Data ::
* * * *
//! Core library for specqa.  This module wires together the request
//! pipeline (validation, rate limiting, datasheet extraction, prompt
//! assembly, model call and answer post-processing), the request/response
//! structures and the HTTP handlers.

pub mod cache;
mod config;
pub mod datasheet;
pub mod model;
pub mod postprocess;
pub mod prompt;
pub mod rate_limit;
pub mod util;
pub mod validator;

pub use config::{AppConfig, CacheSettings, PipelineConfig};

use axum::extract::{
    rejection::{BytesRejection, FailedToBufferBody, JsonRejection},
    ConnectInfo, DefaultBodyLimit, State,
};
use axum::http::{header, HeaderMap, HeaderValue, Method, StatusCode};
use axum::response::{IntoResponse, Response};
use axum::{
    routing::{get, post},
    Json, Router,
};
use chrono::{DateTime, Utc};
use serde::{Deserialize, Serialize};
use std::net::SocketAddr;
use std::sync::{
    atomic::{AtomicU64, Ordering},
    Arc,
};
use std::time::Instant;
use thiserror::Error;
use tower_http::cors::{AllowOrigin, Any, CorsLayer};

use crate::cache::ContentCache;
use crate::datasheet::{
    DatasheetExtractor, DatasheetText, DocumentFetcher, HttpFetcher, PdfDecoder, TextDecoder,
};
use crate::model::{AnthropicInvoker, ModelInvoker};
use crate::postprocess::{resolve_url, PostProcessor};
use crate::prompt::{system_instruction, PromptAssembler, PromptInput};
use crate::rate_limit::RateLimiter;
use crate::validator::{InputValidator, INVALID_INPUT_MESSAGE};

/// Body of `POST /ask`.  Every field is optional at the parsing layer so the
/// diagnostic sentinel and the required-field check can report precisely.
#[derive(Debug, Deserialize, Serialize, Default, Clone)]
#[serde(rename_all = "camelCase")]
pub struct AskRequest {
    pub question: Option<String>,
    pub product_specs: Option<String>,
    pub product_title: Option<String>,
    pub datasheet_url: Option<String>,
    pub similar_products: Option<String>,
    pub accessories: Option<String>,
}

impl AskRequest {
    /// Names of required fields that are absent or blank (empty if valid).
    fn missing_required_fields(&self) -> Vec<&'static str> {
        let mut missing = Vec::new();
        for (name, value) in [
            ("question", &self.question),
            ("productSpecs", &self.product_specs),
            ("productTitle", &self.product_title),
        ] {
            if value.as_deref().map(str::trim).filter(|s| !s.is_empty()).is_none() {
                missing.push(name);
            }
        }
        missing
    }
}

#[derive(Debug, Serialize, Deserialize, Clone)]
pub struct AskResponse {
    pub answer: String,
}

#[derive(Debug, Serialize, Deserialize, Clone)]
pub struct ErrorResponse {
    pub error: String,
    #[serde(skip_serializing_if = "Option::is_none")]
    pub contact: Option<String>,
    /// Upstream error text, only present when error exposure is enabled.
    #[serde(skip_serializing_if = "Option::is_none")]
    pub debug: Option<String>,
}

/// Every way `/ask` can fail in front of the client.
#[derive(Debug, Error)]
pub enum AskError {
    #[error("Missing required fields: {}", .0.join(", "))]
    MissingFields(Vec<&'static str>),
    #[error("Question exceeds {0} characters")]
    QuestionTooLong(usize),
    #[error("{}", INVALID_INPUT_MESSAGE)]
    InvalidInput,
    #[error("Invalid request body")]
    InvalidBody(String),
    #[error("Request too large")]
    PayloadTooLarge(Option<usize>),
    #[error("Too many requests, please try again later")]
    RateLimited,
    #[error("Method not allowed")]
    MethodNotAllowed,
    #[error("{apology}")]
    Upstream {
        apology: String,
        contact: String,
        debug: Option<String>,
    },
}

impl AskError {
    pub fn status(&self) -> StatusCode {
        match self {
            AskError::MissingFields(_)
            | AskError::QuestionTooLong(_)
            | AskError::InvalidInput
            | AskError::InvalidBody(_) => StatusCode::BAD_REQUEST,
            AskError::PayloadTooLarge(_) => StatusCode::PAYLOAD_TOO_LARGE,
            AskError::RateLimited => StatusCode::TOO_MANY_REQUESTS,
            AskError::MethodNotAllowed => StatusCode::METHOD_NOT_ALLOWED,
            AskError::Upstream { .. } => StatusCode::INTERNAL_SERVER_ERROR,
        }
    }
}

impl IntoResponse for AskError {
    fn into_response(self) -> Response {
        let status = self.status();
        let allow = matches!(self, AskError::MethodNotAllowed);
        let body = match self {
            AskError::Upstream {
                apology,
                contact,
                debug,
            } => ErrorResponse {
                error: apology,
                contact: Some(contact),
                debug,
            },
            other => ErrorResponse {
                error: other.to_string(),
                contact: None,
                debug: None,
            },
        };
        let mut resp = (status, Json(body)).into_response();
        if allow {
            resp.headers_mut()
                .insert(header::ALLOW, HeaderValue::from_static("POST, OPTIONS"));
        }
        resp
    }
}

/// Process-wide counters exposed on `/metrics`.
#[derive(Default)]
pub struct Metrics {
    pub requests_total: AtomicU64,
    pub answers_total: AtomicU64,
    pub rejected_invalid_total: AtomicU64,
    pub rejected_rate_limited_total: AtomicU64,
    pub upstream_failures_total: AtomicU64,
    pub datasheet_cache_hits_total: AtomicU64,
    pub datasheet_cache_misses_total: AtomicU64,
    pub datasheet_failures_total: AtomicU64,
    pub latency_sum_ms: AtomicU64,
    pub latency_count: AtomicU64,
    pub latency_counts: Vec<AtomicU64>,
}

/// Upper bounds (ms) of the answer latency histogram.
pub const LATENCY_BUCKETS_MS: &[u64] = &[50, 100, 250, 500, 1000, 2500, 5000, 10000, 30000];

impl Metrics {
    pub fn new() -> Self {
        Self {
            latency_counts: LATENCY_BUCKETS_MS.iter().map(|_| AtomicU64::new(0)).collect(),
            ..Self::default()
        }
    }

    fn record_error(&self, err: &AskError) {
        let counter = match err {
            AskError::RateLimited => &self.rejected_rate_limited_total,
            AskError::Upstream { .. } => &self.upstream_failures_total,
            AskError::MethodNotAllowed => return,
            _ => &self.rejected_invalid_total,
        };
        counter.fetch_add(1, Ordering::Relaxed);
    }

    fn observe_latency(&self, ms: u64) {
        self.latency_sum_ms.fetch_add(ms, Ordering::Relaxed);
        self.latency_count.fetch_add(1, Ordering::Relaxed);
        // first bucket >= value
        if let Some(idx) = LATENCY_BUCKETS_MS.iter().position(|ub| ms <= *ub) {
            self.latency_counts[idx].fetch_add(1, Ordering::Relaxed);
        }
    }
}

/// Internal application state shared across handlers.  Every pipeline
/// service is constructed once and injected here.
#[derive(Clone)]
pub struct AppState {
    pub config: Arc<AppConfig>,
    pub validator: InputValidator,
    pub rate_limiter: Arc<RateLimiter>,
    pub extractor: Arc<DatasheetExtractor>,
    /// Reserved namespace for product-page text; reported by the sentinel.
    pub page_cache: Arc<ContentCache>,
    pub assembler: Arc<PromptAssembler>,
    pub system_prompt: Arc<str>,
    pub invoker: Arc<dyn ModelInvoker>,
    pub postprocessor: PostProcessor,
    pub metrics: Arc<Metrics>,
    pub started_at: DateTime<Utc>,
    pub process_start_instant: Instant,
}

impl AppState {
    pub fn new(
        config: AppConfig,
        invoker: Arc<dyn ModelInvoker>,
        fetcher: Arc<dyn DocumentFetcher>,
        decoder: Arc<dyn TextDecoder>,
    ) -> Self {
        let datasheet_cache = Arc::new(ContentCache::new(
            "datasheet",
            config.cache.ttl,
            config.cache.max_entries,
        ));
        let page_cache = Arc::new(ContentCache::new(
            "page",
            config.cache.ttl,
            config.cache.max_entries,
        ));
        let extractor = DatasheetExtractor::new(
            fetcher,
            decoder,
            datasheet_cache,
            config.pipeline.extraction.clone(),
        );
        let system_prompt: Arc<str> = system_instruction(&config.pipeline.links).into();
        Self {
            validator: InputValidator,
            rate_limiter: Arc::new(RateLimiter::new(config.rate_limit.clone())),
            extractor: Arc::new(extractor),
            page_cache,
            assembler: Arc::new(PromptAssembler::new(config.pipeline.prompt.clone())),
            system_prompt,
            invoker,
            postprocessor: PostProcessor::new(config.pipeline.links.clone()),
            metrics: Arc::new(Metrics::new()),
            started_at: Utc::now(),
            process_start_instant: Instant::now(),
            config: Arc::new(config),
        }
    }
}

/// Build state from environment variables (see [`AppConfig::from_env`]),
/// wiring the HTTP datasheet fetcher, the PDF decoder and the Anthropic
/// model client.
pub async fn build_state_from_env() -> Result<AppState, Box<dyn std::error::Error>> {
    let config = AppConfig::from_env().map_err(|e| -> Box<dyn std::error::Error> { e.into() })?;
    if config.model.api_key.is_none() {
        tracing::warn!("ANTHROPIC_API_KEY not set; model calls will be rejected upstream");
    }
    if !cfg!(feature = "pdf") {
        tracing::warn!("built without the pdf feature; datasheets will be skipped");
    }
    let fetcher = HttpFetcher::new(config.fetch_timeout, config.max_datasheet_bytes)?;
    let invoker = AnthropicInvoker::new(config.model.clone())?;
    tracing::info!(
        model = %config.model.model,
        per_minute = config.rate_limit.per_minute,
        per_day = config.rate_limit.per_day,
        cache_max_entries = config.cache.max_entries,
        "configuration loaded"
    );
    Ok(AppState::new(
        config,
        Arc::new(invoker),
        Arc::new(fetcher),
        Arc::new(PdfDecoder),
    ))
}

/// Build the Axum router and attach handlers.
pub fn app(state: AppState) -> Router {
    let max_request_bytes = state.config.max_request_bytes;
    let cors = cors_layer(state.config.allowed_origins.as_deref());

    let router = Router::new()
        .route(
            "/ask",
            post(ask_handler)
                .options(preflight_handler)
                .fallback(method_not_allowed_handler),
        )
        .route("/healthz", get(healthz_handler))
        .route("/metrics", get(metrics_handler));

    let router = if let Some(limit) = max_request_bytes {
        router.layer(DefaultBodyLimit::max(limit))
    } else {
        router
    };

    router.layer(cors).with_state(state)
}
* * * *
To do ::
Provide the number of lines holding the word "StatusCode" within the material, without any other text.

Answer box ::
7